What you need to do: What lines of the material below include the string "offset"? Copy all of them.

Material supplied:
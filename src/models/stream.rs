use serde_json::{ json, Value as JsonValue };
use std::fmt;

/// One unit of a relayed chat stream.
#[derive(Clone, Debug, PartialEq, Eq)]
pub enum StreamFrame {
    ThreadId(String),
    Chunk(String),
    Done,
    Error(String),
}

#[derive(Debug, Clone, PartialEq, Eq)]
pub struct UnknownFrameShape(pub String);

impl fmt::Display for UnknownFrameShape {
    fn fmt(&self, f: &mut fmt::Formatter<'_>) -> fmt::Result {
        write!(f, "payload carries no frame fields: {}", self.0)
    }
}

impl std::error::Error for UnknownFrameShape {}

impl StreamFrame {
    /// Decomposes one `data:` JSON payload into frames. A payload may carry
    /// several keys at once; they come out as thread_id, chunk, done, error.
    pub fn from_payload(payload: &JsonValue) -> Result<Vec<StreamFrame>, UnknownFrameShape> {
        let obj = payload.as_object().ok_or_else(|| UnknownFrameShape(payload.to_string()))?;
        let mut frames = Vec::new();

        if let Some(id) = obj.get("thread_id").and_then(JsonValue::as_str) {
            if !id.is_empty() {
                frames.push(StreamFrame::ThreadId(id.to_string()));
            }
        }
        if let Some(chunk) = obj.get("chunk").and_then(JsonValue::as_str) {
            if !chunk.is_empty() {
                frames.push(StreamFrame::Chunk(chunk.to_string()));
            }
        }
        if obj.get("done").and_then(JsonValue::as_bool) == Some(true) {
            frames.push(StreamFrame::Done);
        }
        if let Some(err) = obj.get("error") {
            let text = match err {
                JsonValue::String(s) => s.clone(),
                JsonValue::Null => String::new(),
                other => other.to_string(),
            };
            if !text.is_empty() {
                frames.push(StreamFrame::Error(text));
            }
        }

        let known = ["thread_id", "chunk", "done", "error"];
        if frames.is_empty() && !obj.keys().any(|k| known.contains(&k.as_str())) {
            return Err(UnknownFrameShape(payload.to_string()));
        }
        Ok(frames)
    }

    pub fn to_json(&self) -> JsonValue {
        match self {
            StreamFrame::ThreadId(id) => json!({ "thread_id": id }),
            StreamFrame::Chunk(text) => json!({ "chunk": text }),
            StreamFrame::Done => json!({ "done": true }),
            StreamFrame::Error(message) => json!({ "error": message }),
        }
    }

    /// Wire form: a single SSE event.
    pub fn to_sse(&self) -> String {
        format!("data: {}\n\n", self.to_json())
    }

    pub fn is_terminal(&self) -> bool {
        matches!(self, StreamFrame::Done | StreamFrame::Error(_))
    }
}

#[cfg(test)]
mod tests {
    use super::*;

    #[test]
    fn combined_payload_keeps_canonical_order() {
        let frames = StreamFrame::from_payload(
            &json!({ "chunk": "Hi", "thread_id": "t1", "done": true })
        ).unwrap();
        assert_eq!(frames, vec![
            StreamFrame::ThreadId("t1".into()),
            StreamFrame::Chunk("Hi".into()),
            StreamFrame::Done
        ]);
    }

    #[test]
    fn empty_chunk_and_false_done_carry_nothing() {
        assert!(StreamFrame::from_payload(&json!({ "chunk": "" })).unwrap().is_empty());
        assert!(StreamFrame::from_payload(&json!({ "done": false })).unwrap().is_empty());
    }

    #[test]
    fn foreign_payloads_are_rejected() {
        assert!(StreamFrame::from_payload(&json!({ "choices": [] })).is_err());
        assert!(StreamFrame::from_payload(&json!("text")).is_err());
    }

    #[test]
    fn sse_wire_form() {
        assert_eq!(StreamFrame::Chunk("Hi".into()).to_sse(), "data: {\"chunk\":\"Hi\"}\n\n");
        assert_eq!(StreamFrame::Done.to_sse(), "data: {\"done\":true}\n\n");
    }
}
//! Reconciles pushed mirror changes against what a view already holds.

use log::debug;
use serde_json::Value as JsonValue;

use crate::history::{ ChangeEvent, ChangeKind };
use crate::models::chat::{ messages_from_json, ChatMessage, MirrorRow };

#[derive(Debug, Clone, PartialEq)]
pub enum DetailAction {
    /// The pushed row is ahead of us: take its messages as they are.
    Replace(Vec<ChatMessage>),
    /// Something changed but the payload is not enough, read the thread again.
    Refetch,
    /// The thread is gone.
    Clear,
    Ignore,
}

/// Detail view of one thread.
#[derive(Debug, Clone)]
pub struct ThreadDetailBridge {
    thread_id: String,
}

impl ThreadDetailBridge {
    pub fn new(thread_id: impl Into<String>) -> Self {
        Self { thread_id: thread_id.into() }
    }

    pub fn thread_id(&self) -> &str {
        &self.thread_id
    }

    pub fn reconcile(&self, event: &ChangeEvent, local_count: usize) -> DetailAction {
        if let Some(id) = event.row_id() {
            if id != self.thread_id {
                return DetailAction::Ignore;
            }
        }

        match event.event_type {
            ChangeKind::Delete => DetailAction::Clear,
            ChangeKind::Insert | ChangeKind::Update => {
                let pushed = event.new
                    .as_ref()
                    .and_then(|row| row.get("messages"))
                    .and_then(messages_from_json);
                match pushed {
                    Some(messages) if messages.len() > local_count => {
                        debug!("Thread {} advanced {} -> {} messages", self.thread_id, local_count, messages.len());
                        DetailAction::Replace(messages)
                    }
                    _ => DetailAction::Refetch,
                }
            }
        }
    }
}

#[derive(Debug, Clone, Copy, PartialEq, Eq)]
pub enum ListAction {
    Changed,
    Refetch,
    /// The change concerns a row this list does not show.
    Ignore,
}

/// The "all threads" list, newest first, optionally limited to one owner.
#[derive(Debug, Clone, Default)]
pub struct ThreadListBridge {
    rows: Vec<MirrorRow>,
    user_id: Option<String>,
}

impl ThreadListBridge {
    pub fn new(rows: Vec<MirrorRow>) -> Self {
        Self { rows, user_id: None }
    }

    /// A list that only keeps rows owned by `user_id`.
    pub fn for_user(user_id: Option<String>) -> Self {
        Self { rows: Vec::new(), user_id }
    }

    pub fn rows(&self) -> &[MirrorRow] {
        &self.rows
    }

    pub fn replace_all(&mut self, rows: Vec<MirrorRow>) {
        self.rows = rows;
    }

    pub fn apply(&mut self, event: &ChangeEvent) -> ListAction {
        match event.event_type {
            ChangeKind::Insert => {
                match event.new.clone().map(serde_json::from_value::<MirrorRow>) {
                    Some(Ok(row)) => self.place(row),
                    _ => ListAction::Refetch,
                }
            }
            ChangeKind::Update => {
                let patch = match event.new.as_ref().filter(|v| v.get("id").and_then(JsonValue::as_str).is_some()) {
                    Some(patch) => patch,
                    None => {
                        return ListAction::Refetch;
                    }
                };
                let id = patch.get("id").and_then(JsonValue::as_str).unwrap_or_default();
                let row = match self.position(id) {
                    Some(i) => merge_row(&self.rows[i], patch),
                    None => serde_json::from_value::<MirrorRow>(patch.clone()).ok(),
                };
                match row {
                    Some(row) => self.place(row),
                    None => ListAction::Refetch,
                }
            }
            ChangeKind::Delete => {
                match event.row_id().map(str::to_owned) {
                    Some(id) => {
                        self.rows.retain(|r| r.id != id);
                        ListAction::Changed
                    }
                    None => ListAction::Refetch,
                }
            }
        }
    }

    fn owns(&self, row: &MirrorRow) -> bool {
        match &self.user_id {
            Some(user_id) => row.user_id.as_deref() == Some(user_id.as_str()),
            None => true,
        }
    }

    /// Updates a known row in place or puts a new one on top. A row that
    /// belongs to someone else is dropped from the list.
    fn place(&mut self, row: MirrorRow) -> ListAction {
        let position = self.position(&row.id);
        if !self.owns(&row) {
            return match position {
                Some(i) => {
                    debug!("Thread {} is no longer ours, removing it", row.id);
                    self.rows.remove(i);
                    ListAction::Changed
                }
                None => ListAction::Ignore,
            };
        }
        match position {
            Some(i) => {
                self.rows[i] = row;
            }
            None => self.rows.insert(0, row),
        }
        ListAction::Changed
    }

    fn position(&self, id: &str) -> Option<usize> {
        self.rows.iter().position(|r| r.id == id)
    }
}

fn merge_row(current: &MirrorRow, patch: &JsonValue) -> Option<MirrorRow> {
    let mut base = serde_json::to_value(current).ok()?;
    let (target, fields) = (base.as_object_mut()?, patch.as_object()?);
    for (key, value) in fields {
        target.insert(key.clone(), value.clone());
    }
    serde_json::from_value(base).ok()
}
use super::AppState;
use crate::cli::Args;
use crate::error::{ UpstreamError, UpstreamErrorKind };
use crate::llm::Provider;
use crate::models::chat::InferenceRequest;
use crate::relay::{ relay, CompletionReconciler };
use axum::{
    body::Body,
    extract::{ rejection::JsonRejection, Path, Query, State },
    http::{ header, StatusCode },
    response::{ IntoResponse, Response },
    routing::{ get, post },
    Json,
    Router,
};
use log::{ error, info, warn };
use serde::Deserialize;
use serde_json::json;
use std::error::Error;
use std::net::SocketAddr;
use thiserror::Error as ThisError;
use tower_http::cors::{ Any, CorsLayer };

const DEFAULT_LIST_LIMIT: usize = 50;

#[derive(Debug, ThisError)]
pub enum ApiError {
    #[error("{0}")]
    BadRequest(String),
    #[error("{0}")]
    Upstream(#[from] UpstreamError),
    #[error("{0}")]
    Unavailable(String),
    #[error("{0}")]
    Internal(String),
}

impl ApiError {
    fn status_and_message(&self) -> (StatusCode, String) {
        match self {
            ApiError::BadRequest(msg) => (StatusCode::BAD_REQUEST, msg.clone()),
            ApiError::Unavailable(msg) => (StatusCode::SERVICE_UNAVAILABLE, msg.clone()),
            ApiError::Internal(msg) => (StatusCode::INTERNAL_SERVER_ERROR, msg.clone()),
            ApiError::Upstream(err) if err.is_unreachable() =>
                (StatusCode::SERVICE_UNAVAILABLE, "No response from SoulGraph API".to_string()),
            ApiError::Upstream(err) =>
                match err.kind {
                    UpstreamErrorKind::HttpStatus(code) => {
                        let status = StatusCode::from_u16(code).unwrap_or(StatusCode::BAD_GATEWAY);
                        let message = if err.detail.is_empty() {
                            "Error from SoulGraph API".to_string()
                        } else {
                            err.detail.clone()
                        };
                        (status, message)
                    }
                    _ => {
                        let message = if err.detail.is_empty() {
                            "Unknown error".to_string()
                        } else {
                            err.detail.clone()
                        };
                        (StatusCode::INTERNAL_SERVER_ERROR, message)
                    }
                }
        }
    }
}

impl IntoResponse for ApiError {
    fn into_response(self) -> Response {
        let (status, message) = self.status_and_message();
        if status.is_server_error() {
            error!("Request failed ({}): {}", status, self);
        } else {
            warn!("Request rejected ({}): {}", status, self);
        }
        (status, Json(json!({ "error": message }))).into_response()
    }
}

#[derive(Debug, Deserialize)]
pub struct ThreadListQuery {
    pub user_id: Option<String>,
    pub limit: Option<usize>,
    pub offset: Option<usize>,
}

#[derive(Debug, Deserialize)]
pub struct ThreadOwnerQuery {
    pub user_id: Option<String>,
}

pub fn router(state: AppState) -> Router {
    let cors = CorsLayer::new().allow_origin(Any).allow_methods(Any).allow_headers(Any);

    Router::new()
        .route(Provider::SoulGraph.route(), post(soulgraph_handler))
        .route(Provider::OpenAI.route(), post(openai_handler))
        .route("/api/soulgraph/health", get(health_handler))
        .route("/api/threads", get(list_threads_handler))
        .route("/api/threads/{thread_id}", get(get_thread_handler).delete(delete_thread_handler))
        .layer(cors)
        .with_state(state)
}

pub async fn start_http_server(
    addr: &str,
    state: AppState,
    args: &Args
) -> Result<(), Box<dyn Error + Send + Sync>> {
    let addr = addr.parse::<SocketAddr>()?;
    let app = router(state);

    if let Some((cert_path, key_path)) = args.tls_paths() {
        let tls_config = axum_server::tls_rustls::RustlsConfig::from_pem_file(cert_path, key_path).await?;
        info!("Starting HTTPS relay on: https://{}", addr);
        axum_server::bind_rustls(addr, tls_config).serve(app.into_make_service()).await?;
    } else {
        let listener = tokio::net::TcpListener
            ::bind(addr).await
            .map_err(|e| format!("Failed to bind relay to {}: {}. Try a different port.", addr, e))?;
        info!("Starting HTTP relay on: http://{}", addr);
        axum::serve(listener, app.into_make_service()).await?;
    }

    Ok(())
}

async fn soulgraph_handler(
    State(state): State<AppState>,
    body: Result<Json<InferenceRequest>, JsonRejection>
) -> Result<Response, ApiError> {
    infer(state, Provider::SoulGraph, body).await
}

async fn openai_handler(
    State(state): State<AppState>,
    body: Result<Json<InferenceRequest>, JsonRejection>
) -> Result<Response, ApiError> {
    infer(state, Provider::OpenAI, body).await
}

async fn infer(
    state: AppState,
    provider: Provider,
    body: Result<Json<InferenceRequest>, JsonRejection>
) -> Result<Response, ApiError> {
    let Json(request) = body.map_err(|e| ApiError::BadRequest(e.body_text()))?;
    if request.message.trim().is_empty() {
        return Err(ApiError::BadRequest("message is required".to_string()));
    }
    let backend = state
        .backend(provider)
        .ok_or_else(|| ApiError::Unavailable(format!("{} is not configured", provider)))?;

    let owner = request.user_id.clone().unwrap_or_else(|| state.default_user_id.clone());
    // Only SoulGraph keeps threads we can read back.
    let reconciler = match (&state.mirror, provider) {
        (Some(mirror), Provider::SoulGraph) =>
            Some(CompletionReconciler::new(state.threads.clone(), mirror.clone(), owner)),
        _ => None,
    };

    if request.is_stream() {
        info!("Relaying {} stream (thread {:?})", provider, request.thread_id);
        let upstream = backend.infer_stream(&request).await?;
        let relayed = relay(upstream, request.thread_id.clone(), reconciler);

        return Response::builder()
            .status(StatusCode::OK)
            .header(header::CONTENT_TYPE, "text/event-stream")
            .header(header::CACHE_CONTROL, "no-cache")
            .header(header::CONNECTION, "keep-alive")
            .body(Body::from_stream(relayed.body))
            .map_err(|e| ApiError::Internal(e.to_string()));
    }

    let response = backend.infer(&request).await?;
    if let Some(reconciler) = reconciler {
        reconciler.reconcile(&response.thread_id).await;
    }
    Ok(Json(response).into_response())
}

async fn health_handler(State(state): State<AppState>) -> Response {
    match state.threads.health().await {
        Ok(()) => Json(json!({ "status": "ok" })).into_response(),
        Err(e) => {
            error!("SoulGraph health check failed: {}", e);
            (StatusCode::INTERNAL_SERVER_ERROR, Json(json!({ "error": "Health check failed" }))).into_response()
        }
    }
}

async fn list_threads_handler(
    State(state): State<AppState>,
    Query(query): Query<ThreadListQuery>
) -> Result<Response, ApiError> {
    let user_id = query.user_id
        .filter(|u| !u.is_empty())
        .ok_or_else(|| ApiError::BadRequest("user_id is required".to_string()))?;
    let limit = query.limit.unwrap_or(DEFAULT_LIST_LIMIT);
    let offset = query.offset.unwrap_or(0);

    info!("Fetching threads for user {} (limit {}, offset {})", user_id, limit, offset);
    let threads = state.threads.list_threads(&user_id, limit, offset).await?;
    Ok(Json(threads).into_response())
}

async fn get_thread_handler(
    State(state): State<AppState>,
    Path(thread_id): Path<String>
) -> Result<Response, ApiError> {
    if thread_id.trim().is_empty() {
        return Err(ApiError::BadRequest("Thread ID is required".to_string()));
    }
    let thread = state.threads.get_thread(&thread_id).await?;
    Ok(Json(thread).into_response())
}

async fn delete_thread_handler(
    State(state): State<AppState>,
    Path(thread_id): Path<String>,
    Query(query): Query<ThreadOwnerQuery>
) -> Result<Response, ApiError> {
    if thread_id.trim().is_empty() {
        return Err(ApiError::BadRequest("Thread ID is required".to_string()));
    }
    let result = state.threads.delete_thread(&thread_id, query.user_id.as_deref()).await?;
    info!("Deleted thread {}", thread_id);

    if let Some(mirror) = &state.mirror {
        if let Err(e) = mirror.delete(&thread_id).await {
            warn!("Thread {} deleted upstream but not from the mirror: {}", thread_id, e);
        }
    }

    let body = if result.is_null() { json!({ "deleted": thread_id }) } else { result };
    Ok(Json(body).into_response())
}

Final answer:
    pub offset: Option<usize>,
    let offset = query.offset.unwrap_or(0);
    info!("Fetching threads for user {} (limit {}, offset {})", user_id, limit, offset);
    let threads = state.threads.list_threads(&user_id, limit, offset).await?;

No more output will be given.